//! Catalog Builder
//!
//! Walks a directory tree with an explicit work queue and records every
//! regular file as `device:path -> (digest, size, modified)`. The walk is
//! sequential. Errors on one entry are logged and never stop the walk; a
//! visited file always produces a record, degraded when its metadata could
//! not be read.

pub mod inspect;

pub use inspect::{format_local_time, inspect_file, Inspection};

use crate::store::{make_key, Catalog, Entry};
use std::collections::{HashSet, VecDeque};
use std::path::{Path, PathBuf};
use tracing::{debug, info, warn};
use walkdir::WalkDir;

/// Counters reported after a walk.
#[derive(Debug, Clone, Default, PartialEq, Eq)]
pub struct BuildSummary {
    pub files: usize,
    pub directories: usize,
    pub skipped: usize,
    pub symlinks: usize,
    pub errors: usize,
}

/// Builds catalog records for one device label.
#[derive(Debug, Clone)]
pub struct CatalogBuilder {
    device: String,
    skips: HashSet<String>,
}

impl CatalogBuilder {
    pub fn new(device: impl Into<String>) -> Self {
        CatalogBuilder {
            device: device.into(),
            skips: HashSet::new(),
        }
    }

    /// Entries whose file name or full path equals one of `skips` are
    /// ignored; skipped directories are not descended.
    pub fn with_skips<I, S>(mut self, skips: I) -> Self
    where
        I: IntoIterator<Item = S>,
        S: Into<String>,
    {
        self.skips.extend(skips.into_iter().map(Into::into));
        self
    }

    pub fn device(&self) -> &str {
        &self.device
    }

    fn is_skipped(&self, path: &Path) -> bool {
        if self.skips.is_empty() {
            return false;
        }
        let by_name = path
            .file_name()
            .map(|name| self.skips.contains(name.to_string_lossy().as_ref()))
            .unwrap_or(false);
        by_name || self.skips.contains(path.to_string_lossy().as_ref())
    }

    /// Record key for a path on this device.
    pub fn key_for(&self, path: &Path) -> String {
        let simplified = dunce::simplified(path);
        let text = simplified.to_string_lossy();
        if simplified.to_str().is_none() {
            warn!(path = %simplified.display(), "path is not valid UTF-8, key uses replacement characters");
        }
        make_key(&self.device, &text)
    }

    /// Inspect one file and upsert its record. Returns the stored entry and
    /// the number of problems encountered.
    pub fn add_file(&self, path: &Path, catalog: &mut Catalog) -> (Entry, usize) {
        let inspection = inspect_file(path);
        let key = self.key_for(path);
        debug!(
            key = %key,
            digest = %inspection.entry.digest,
            size = inspection.entry.size,
            modified = %inspection.entry.modified,
            "recorded file"
        );
        catalog.upsert(key, inspection.entry.clone());
        (inspection.entry, inspection.errors)
    }

    /// Walk `root` and upsert a record for every regular file found.
    pub fn build(&self, root: &Path, catalog: &mut Catalog) -> BuildSummary {
        info!(device = %self.device, root = %root.display(), "building catalog");
        let mut summary = BuildSummary::default();
        let mut queue: VecDeque<PathBuf> = VecDeque::new();

        // The root itself is resolved through links; only children are skipped.
        match std::fs::metadata(root) {
            Ok(meta) if meta.is_file() => {
                let (_, errors) = self.add_file(root, catalog);
                summary.files += 1;
                summary.errors += errors;
            }
            Ok(_) => queue.push_back(root.to_path_buf()),
            Err(e) => {
                warn!(root = %root.display(), error = %e, "cannot read root");
                summary.errors += 1;
            }
        }

        while let Some(dir) = queue.pop_front() {
            summary.directories += 1;
            self.visit_directory(&dir, &mut queue, catalog, &mut summary);
        }

        info!(
            device = %self.device,
            files = summary.files,
            directories = summary.directories,
            skipped = summary.skipped,
            errors = summary.errors,
            "catalog walk finished"
        );
        summary
    }

    fn visit_directory(
        &self,
        dir: &Path,
        queue: &mut VecDeque<PathBuf>,
        catalog: &mut Catalog,
        summary: &mut BuildSummary,
    ) {
        let children = WalkDir::new(dir)
            .min_depth(1)
            .max_depth(1)
            .follow_links(false)
            .sort_by_file_name();

        for child in children {
            let entry = match child {
                Ok(entry) => entry,
                Err(e) => {
                    let at = e
                        .path()
                        .map(|p| p.display().to_string())
                        .unwrap_or_else(|| dir.display().to_string());
                    warn!(path = %at, error = %e, "failed to enumerate entry");
                    summary.errors += 1;
                    continue;
                }
            };

            let path = entry.path();
            let file_type = entry.file_type();
            if file_type.is_symlink() {
                summary.symlinks += 1;
                continue;
            }
            if self.is_skipped(path) {
                debug!(path = %path.display(), "skipped");
                summary.skipped += 1;
                continue;
            }
            if file_type.is_dir() {
                queue.push_back(path.to_path_buf());
            } else if file_type.is_file() {
                let (_, errors) = self.add_file(path, catalog);
                summary.files += 1;
                summary.errors += errors;
            }
        }
    }
}
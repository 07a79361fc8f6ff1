//! Tooling & Integration Layer
//!
//! Command-line entry points over the catalog, query engine, and shell.

pub mod cli;

pub use cli::{Cli, CliContext, Commands};
use clap::Parser;
use md5db::tooling::cli::{Cli, Commands};
use md5db::types::{AlterMode, ExportFormat};

#[test]
fn parse_valid_command_matrix() {
    let cases: Vec<Vec<&str>> = vec![
        vec!["md5db", "build", "usb", "/mnt/usb"],
        vec!["md5db", "build", "usb", "/mnt/usb", "--skip", ".git", "--skip", "target"],
        vec!["md5db", "add", "usb", "a.txt", "b.txt"],
        vec!["md5db", "query", "contain", "path", "photos"],
        vec!["md5db", "query", "startwith", "md5", "d41d"],
        vec!["md5db", "query", "lt", "size", "100", "--sort", "size", "--desc"],
        vec!["md5db", "query", "regex", "time", "2024-.*", "--limit", "0"],
        vec!["md5db", "concat", "all.fmd", "a.fmd", "b.fmd"],
        vec!["md5db", "export", "out.csv"],
        vec!["md5db", "export", "out.json", "--format", "json"],
        vec!["md5db", "alter", "device-name", "backup"],
        vec!["md5db", "alter", "DriveLetter", "E"],
        vec!["md5db", "shell"],
        vec!["md5db", "conflicts"],
        vec!["md5db", "--store", "s.fmd", "--log-output", "file", "shell"],
    ];

    for args in cases {
        let parsed = Cli::try_parse_from(args.clone());
        assert!(parsed.is_ok(), "expected valid parse for args: {args:?}");
    }
}

#[test]
fn parse_rejects_invalid_arguments() {
    let cases: Vec<Vec<&str>> = vec![
        vec!["md5db", "add", "usb"],
        vec!["md5db", "concat", "all.fmd"],
        vec!["md5db", "query", "contain", "owner", "x"],
        vec!["md5db", "export", "out.xml", "--format", "xml"],
        vec!["md5db", "alter", "rename", "x"],
        vec!["md5db", "shell", "--log-level", "chatty"],
    ];

    for args in cases {
        assert!(
            Cli::try_parse_from(args.clone()).is_err(),
            "expected parse failure for args: {args:?}"
        );
    }
}

#[test]
fn parse_enum_arguments() {
    let cli = Cli::try_parse_from(["md5db", "export", "x.json", "--format", "JSON"]).unwrap();
    assert!(matches!(
        cli.command,
        Commands::Export {
            format: ExportFormat::Json,
            ..
        }
    ));

    let cli = Cli::try_parse_from(["md5db", "alter", "drive-letter", "F"]).unwrap();
    assert!(matches!(
        cli.command,
        Commands::Alter {
            mode: AlterMode::DriveLetter,
            ..
        }
    ));
}
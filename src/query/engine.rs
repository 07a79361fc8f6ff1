//! Data-parallel filter, sort, and reshaping over record slices.
//!
//! Filtering is two passes. Pass one maps every input to `Some(record)` or
//! `None` into its own slot. Pass two counts live slots per chunk, sizes the
//! output exactly, splits it into one disjoint window per chunk, and copies
//! each chunk's survivors into its window in order. No stage shares mutable
//! state; every task owns a distinct index range.

use super::matcher::{field_text, Matcher};
use crate::store::RecordView;
use crate::types::Field;
use rand::seq::SliceRandom;
use rayon::prelude::*;
use std::collections::{BTreeMap, HashMap};

/// Chunks per worker thread used by the compaction pass.
const CHUNKS_PER_THREAD: usize = 4;

fn chunk_len(len: usize) -> usize {
    let chunks = rayon::current_num_threads().max(1) * CHUNKS_PER_THREAD;
    len.div_ceil(chunks).max(1)
}

/// A slot survives compaction when it holds a record.
#[inline]
pub fn is_live<R>(slot: &Option<R>) -> bool {
    slot.is_some()
}

/// Keep the records the matcher accepts, in input order.
pub fn filter<R>(records: &[R], matcher: &Matcher) -> Vec<R>
where
    R: RecordView + Clone + Default + Send + Sync,
{
    let slots: Vec<Option<R>> = records
        .par_iter()
        .map(|record| matcher.matches(record).then(|| record.clone()))
        .collect();
    compact(slots)
}

/// Move live slots into an exactly sized vector, preserving order.
pub fn compact<R>(mut slots: Vec<Option<R>>) -> Vec<R>
where
    R: Default + Send + Sync,
{
    let chunk = chunk_len(slots.len());
    let counts: Vec<usize> = slots
        .par_chunks(chunk)
        .map(|part| part.iter().filter(|slot| is_live(slot)).count())
        .collect();
    let total: usize = counts.par_iter().sum();

    let mut out: Vec<R> = Vec::with_capacity(total);
    out.resize_with(total, R::default);

    let mut windows: Vec<&mut [R]> = Vec::with_capacity(counts.len());
    let mut rest = out.as_mut_slice();
    for &count in &counts {
        let (window, tail) = std::mem::take(&mut rest).split_at_mut(count);
        windows.push(window);
        rest = tail;
    }

    slots
        .par_chunks_mut(chunk)
        .zip(windows.into_par_iter())
        .for_each(|(part, window)| {
            let live = part.iter_mut().filter_map(Option::take);
            for (dst, record) in window.iter_mut().zip(live) {
                *dst = record;
            }
        });
    out
}

/// Stable parallel sort, ascending. Text fields compare by bytes, size
/// numerically.
pub fn sort_by_field<R>(records: &mut [R], field: Field)
where
    R: RecordView + Send,
{
    match field {
        Field::Size => records.par_sort_by_key(|record| record.size()),
        _ => records.par_sort_by(|a, b| {
            let left = field_text(a, field).unwrap_or_default().as_bytes();
            let right = field_text(b, field).unwrap_or_default().as_bytes();
            left.cmp(right)
        }),
    }
}

/// Reverse in place by swapping mirrored pairs in parallel.
pub fn reverse<R: Send>(records: &mut [R]) {
    let mid = records.len() / 2;
    let (front, back) = records.split_at_mut(mid);
    front
        .par_iter_mut()
        .zip(back.par_iter_mut().rev())
        .for_each(|(a, b)| std::mem::swap(a, b));
}

pub fn shuffle<R>(records: &mut [R]) {
    records.shuffle(&mut rand::thread_rng());
}

/// Drop the first `n` records.
pub fn skip<R>(mut records: Vec<R>, n: usize) -> Vec<R> {
    records.drain(..n.min(records.len()));
    records
}

/// Keep at most the first `n` records.
pub fn take<R>(mut records: Vec<R>, n: usize) -> Vec<R> {
    records.truncate(n);
    records
}

/// Sum of sizes.
pub fn total_size<R: RecordView + Sync>(records: &[R]) -> u64 {
    records.par_iter().map(|record| record.size()).sum()
}

/// Record count per device label.
pub fn devices<R: RecordView + Sync>(records: &[R]) -> BTreeMap<String, usize> {
    records
        .par_iter()
        .fold(BTreeMap::new, |mut counts, record| {
            *counts.entry(record.device().to_string()).or_insert(0) += 1;
            counts
        })
        .reduce(BTreeMap::new, |mut left, right| {
            for (device, count) in right {
                *left.entry(device).or_insert(0) += count;
            }
            left
        })
}

/// Records whose digest was already seen with a different size.
///
/// Empty digests and zero sizes are ignored. The first size seen for a digest
/// is the reference.
pub fn digest_conflicts<R>(records: &[R]) -> Vec<R>
where
    R: RecordView + Clone,
{
    let mut first_size: HashMap<&str, u64> = HashMap::new();
    let mut conflicts = Vec::new();
    for record in records {
        if record.digest().is_empty() || record.size() == 0 {
            continue;
        }
        match first_size.get(record.digest()) {
            None => {
                first_size.insert(record.digest(), record.size());
            }
            Some(size) if *size != record.size() => conflicts.push(record.clone()),
            Some(_) => {}
        }
    }
    conflicts
}

#[cfg(test)]
mod tests {
    use super::*;
    use crate::store::Record;
    use crate::types::MatchMethod;

    fn rec(key: &str, size: u64) -> Record {
        Record {
            key: key.to_string(),
            digest: String::new(),
            size,
            modified: String::new(),
        }
    }

    fn keys(records: &[Record]) -> Vec<&str> {
        records.iter().map(|r| r.key.as_str()).collect()
    }

    #[test]
    fn test_filter_preserves_order() {
        let input: Vec<Record> = (0..1000).map(|i| rec(&format!("d:/f{}", i), i)).collect();
        let matcher = Matcher::new(MatchMethod::EndWith, Field::Path, "7", false).unwrap();
        let out = filter(&input, &matcher);
        assert_eq!(out.len(), 100);
        assert!(out.windows(2).all(|w| w[0].size < w[1].size));
        assert!(out.iter().all(|r| r.key.ends_with('7')));
    }

    #[test]
    fn test_negation_is_exact_complement() {
        let input: Vec<Record> = (0..257).map(|i| rec(&format!("d:/{}", i), i)).collect();
        let yes = Matcher::new(MatchMethod::Contain, Field::Path, "1", false).unwrap();
        let no = Matcher::new(MatchMethod::Contain, Field::Path, "1", true).unwrap();
        let matched = filter(&input, &yes);
        let unmatched = filter(&input, &no);
        assert_eq!(matched.len() + unmatched.len(), input.len());
        assert!(matched.iter().all(|r| !unmatched.contains(r)));
    }

    #[test]
    fn test_compact_handles_empty_and_all_dead() {
        assert!(compact::<Record>(Vec::new()).is_empty());
        assert!(compact::<Record>(vec![None, None, None]).is_empty());
        let out = compact(vec![None, Some(rec("a", 1)), None, Some(rec("b", 2))]);
        assert_eq!(keys(&out), vec!["a", "b"]);
    }

    #[test]
    fn test_sort_by_size_ascending() {
        let mut records = vec![rec("c", 3), rec("a", 1), rec("b", 2)];
        sort_by_field(&mut records, Field::Size);
        assert_eq!(records.iter().map(|r| r.size).collect::<Vec<_>>(), vec![1, 2, 3]);
        reverse(&mut records);
        assert_eq!(records.iter().map(|r| r.size).collect::<Vec<_>>(), vec![3, 2, 1]);
    }

    #[test]
    fn test_reverse_mirrors_ties() {
        let mut records = vec![rec("2a", 2), rec("1x", 1), rec("2b", 2), rec("1y", 1)];
        sort_by_field(&mut records, Field::Size);
        assert_eq!(keys(&records), vec!["1x", "1y", "2a", "2b"]);
        reverse(&mut records);
        assert_eq!(keys(&records), vec!["2b", "2a", "1y", "1x"]);
    }

    #[test]
    fn test_reverse_odd_length() {
        let mut records = vec![rec("a", 0), rec("b", 0), rec("c", 0)];
        reverse(&mut records);
        assert_eq!(keys(&records), vec!["c", "b", "a"]);
    }

    #[test]
    fn test_sort_text_by_bytes() {
        let mut records = vec![rec("d:/b", 0), rec("d:/B", 0), rec("d:/a", 0)];
        sort_by_field(&mut records, Field::Path);
        assert_eq!(keys(&records), vec!["d:/B", "d:/a", "d:/b"]);
    }

    #[test]
    fn test_skip_take_and_totals() {
        let records: Vec<Record> = (1..=5).map(|i| rec(&format!("d{}:/x", i % 2), i)).collect();
        assert_eq!(skip(records.clone(), 3).len(), 2);
        assert_eq!(skip(records.clone(), 30).len(), 0);
        assert_eq!(take(records.clone(), 2).len(), 2);
        assert_eq!(total_size(&records), 15);
        let devices = devices(&records);
        assert_eq!(devices.get("d0"), Some(&2));
        assert_eq!(devices.get("d1"), Some(&3));
    }

    #[test]
    fn test_shuffle_keeps_members() {
        let mut records: Vec<Record> = (0..50).map(|i| rec(&format!("{:02}", i), i)).collect();
        shuffle(&mut records);
        sort_by_field(&mut records, Field::Path);
        assert_eq!(records[0].key, "00");
        assert_eq!(records.len(), 50);
    }

    #[test]
    fn test_digest_conflicts() {
        let mut a = rec("a", 10);
        a.digest = "x".repeat(32);
        let mut b = rec("b", 10);
        b.digest = a.digest.clone();
        let mut c = rec("c", 11);
        c.digest = a.digest.clone();
        let mut d = rec("d", 0);
        d.digest = a.digest.clone();
        let conflicts = digest_conflicts(&[a, b, c, d]);
        assert_eq!(keys(&conflicts), vec!["c"]);
    }
}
########################################
=== YOUR TASK ===
Since only part of the listing is wanted, copy exactly the lines from the one holding "let right = field_text(b, field).unwrap_or_default().as_bytes();" to the one holding "use super::*;", both included.

=== ANSWER TO THIS EXERCISE ===
            let right = field_text(b, field).unwrap_or_default().as_bytes();
            left.cmp(right)
        }),
    }
}

/// Reverse in place by swapping mirrored pairs in parallel.
pub fn reverse<R: Send>(records: &mut [R]) {
    let mid = records.len() / 2;
    let (front, back) = records.split_at_mut(mid);
    front
        .par_iter_mut()
        .zip(back.par_iter_mut().rev())
        .for_each(|(a, b)| std::mem::swap(a, b));
}

pub fn shuffle<R>(records: &mut [R]) {
    records.shuffle(&mut rand::thread_rng());
}

/// Drop the first `n` records.
pub fn skip<R>(mut records: Vec<R>, n: usize) -> Vec<R> {
    records.drain(..n.min(records.len()));
    records
}

/// Keep at most the first `n` records.
pub fn take<R>(mut records: Vec<R>, n: usize) -> Vec<R> {
    records.truncate(n);
    records
}

/// Sum of sizes.
pub fn total_size<R: RecordView + Sync>(records: &[R]) -> u64 {
    records.par_iter().map(|record| record.size()).sum()
}

/// Record count per device label.
pub fn devices<R: RecordView + Sync>(records: &[R]) -> BTreeMap<String, usize> {
    records
        .par_iter()
        .fold(BTreeMap::new, |mut counts, record| {
            *counts.entry(record.device().to_string()).or_insert(0) += 1;
            counts
        })
        .reduce(BTreeMap::new, |mut left, right| {
            for (device, count) in right {
                *left.entry(device).or_insert(0) += count;
            }
            left
        })
}

/// Records whose digest was already seen with a different size.
///
/// Empty digests and zero sizes are ignored. The first size seen for a digest
/// is the reference.
pub fn digest_conflicts<R>(records: &[R]) -> Vec<R>
where
    R: RecordView + Clone,
{
    let mut first_size: HashMap<&str, u64> = HashMap::new();
    let mut conflicts = Vec::new();
    for record in records {
        if record.digest().is_empty() || record.size() == 0 {
            continue;
        }
        match first_size.get(record.digest()) {
            None => {
                first_size.insert(record.digest(), record.size());
            }
            Some(size) if *size != record.size() => conflicts.push(record.clone()),
            Some(_) => {}
        }
    }
    conflicts
}

#[cfg(test)]
mod tests {
    use super::*;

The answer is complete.